Exercise details :: Repeat every line that appears below, with nothing altered.

Collected data entries
##########

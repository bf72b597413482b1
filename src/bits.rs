//! Pixel-buffer utilities shared by the invisible codec.
//!
//! The codec addresses an RGBA8 buffer as a sequence of one-bit *slots*:
//! slot `k` is the least-significant bit of channel `k % 3` (R, G, B) of
//! pixel `k / 3`, pixels taken in raster order. Alpha is never addressed.

use image::RgbaImage;

/// Colour channels per pixel that carry payload bits.
pub const CHANNELS_PER_PIXEL: u64 = 3;

/// Width of the big-endian payload length prefix, in bits.
pub const LENGTH_PREFIX_BITS: u64 = 32;

/// Number of writable bit slots in `image`.
#[must_use]
pub fn capacity_bits(image: &RgbaImage) -> u64 {
    u64::from(image.width()) * u64::from(image.height()) * CHANNELS_PER_PIXEL
}

/// Bits needed to store a payload of `payload_len` bytes, prefix included.
#[must_use]
pub fn required_bits(payload_len: usize) -> u64 {
    LENGTH_PREFIX_BITS + 8 * payload_len as u64
}

/// Index into the interleaved RGBA sample buffer for `slot`.
fn sample_index(slot: usize) -> usize {
    (slot / 3) * 4 + slot % 3
}

/// Overwrite the least-significant bit of `slot` with `bit`.
///
/// # Panics
///
/// Panics if `slot` lies outside `samples`; callers check capacity first.
pub fn write_slot(samples: &mut [u8], slot: usize, bit: bool) {
    let i = sample_index(slot);
    samples[i] = (samples[i] & !1) | u8::from(bit);
}

/// Read the least-significant bit of `slot`.
///
/// # Panics
///
/// Panics if `slot` lies outside `samples`; callers check capacity first.
#[must_use]
pub fn read_slot(samples: &[u8], slot: usize) -> bool {
    samples[sample_index(slot)] & 1 == 1
}

/// Read eight consecutive slots starting at `first_slot` as one byte, MSB first.
#[must_use]
pub fn read_byte(samples: &[u8], first_slot: usize) -> u8 {
    (0..8).fold(0u8, |acc, i| (acc << 1) | u8::from(read_slot(samples, first_slot + i)))
}

/// Expand bytes into bits, most-significant bit first within each byte.
pub fn bits_msb_first(bytes: &[u8]) -> impl Iterator<Item = bool> + '_ {
    bytes
        .iter()
        .flat_map(|&byte| (0..8).rev().map(move |shift| (byte >> shift) & 1 == 1))
}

##########

Solution for this task ::
repository bf72b597413482b1
filename src/bits.rs
//! Pixel-buffer utilities shared by the invisible codec.
//!
//! The codec addresses an RGBA8 buffer as a sequence of one-bit *slots*:
//! slot `k` is the least-significant bit of channel `k % 3` (R, G, B) of
//! pixel `k / 3`, pixels taken in raster order. Alpha is never addressed.

use image::RgbaImage;

/// Colour channels per pixel that carry payload bits.
pub const CHANNELS_PER_PIXEL: u64 = 3;

/// Width of the big-endian payload length prefix, in bits.
pub const LENGTH_PREFIX_BITS: u64 = 32;

/// Number of writable bit slots in `image`.
#[must_use]
pub fn capacity_bits(image: &RgbaImage) -> u64 {
    u64::from(image.width()) * u64::from(image.height()) * CHANNELS_PER_PIXEL
}

/// Bits needed to store a payload of `payload_len` bytes, prefix included.
#[must_use]
pub fn required_bits(payload_len: usize) -> u64 {
    LENGTH_PREFIX_BITS + 8 * payload_len as u64
}

/// Index into the interleaved RGBA sample buffer for `slot`.
fn sample_index(slot: usize) -> usize {
    (slot / 3) * 4 + slot % 3
}

/// Overwrite the least-significant bit of `slot` with `bit`.
///
/// # Panics
///
/// Panics if `slot` lies outside `samples`; callers check capacity first.
pub fn write_slot(samples: &mut [u8], slot: usize, bit: bool) {
    let i = sample_index(slot);
    samples[i] = (samples[i] & !1) | u8::from(bit);
}

/// Read the least-significant bit of `slot`.
///
/// # Panics
///
/// Panics if `slot` lies outside `samples`; callers check capacity first.
#[must_use]
pub fn read_slot(samples: &[u8], slot: usize) -> bool {
    samples[sample_index(slot)] & 1 == 1
}

/// Read eight consecutive slots starting at `first_slot` as one byte, MSB first.
#[must_use]
pub fn read_byte(samples: &[u8], first_slot: usize) -> u8 {
    (0..8).fold(0u8, |acc, i| (acc << 1) | u8::from(read_slot(samples, first_slot + i)))
}

/// Expand bytes into bits, most-significant bit first within each byte.
pub fn bits_msb_first(bytes: &[u8]) -> impl Iterator<Item = bool> + '_ {
    bytes
        .iter()
        .flat_map(|&byte| (0..8).rev().map(move |shift| (byte >> shift) & 1 == 1))
}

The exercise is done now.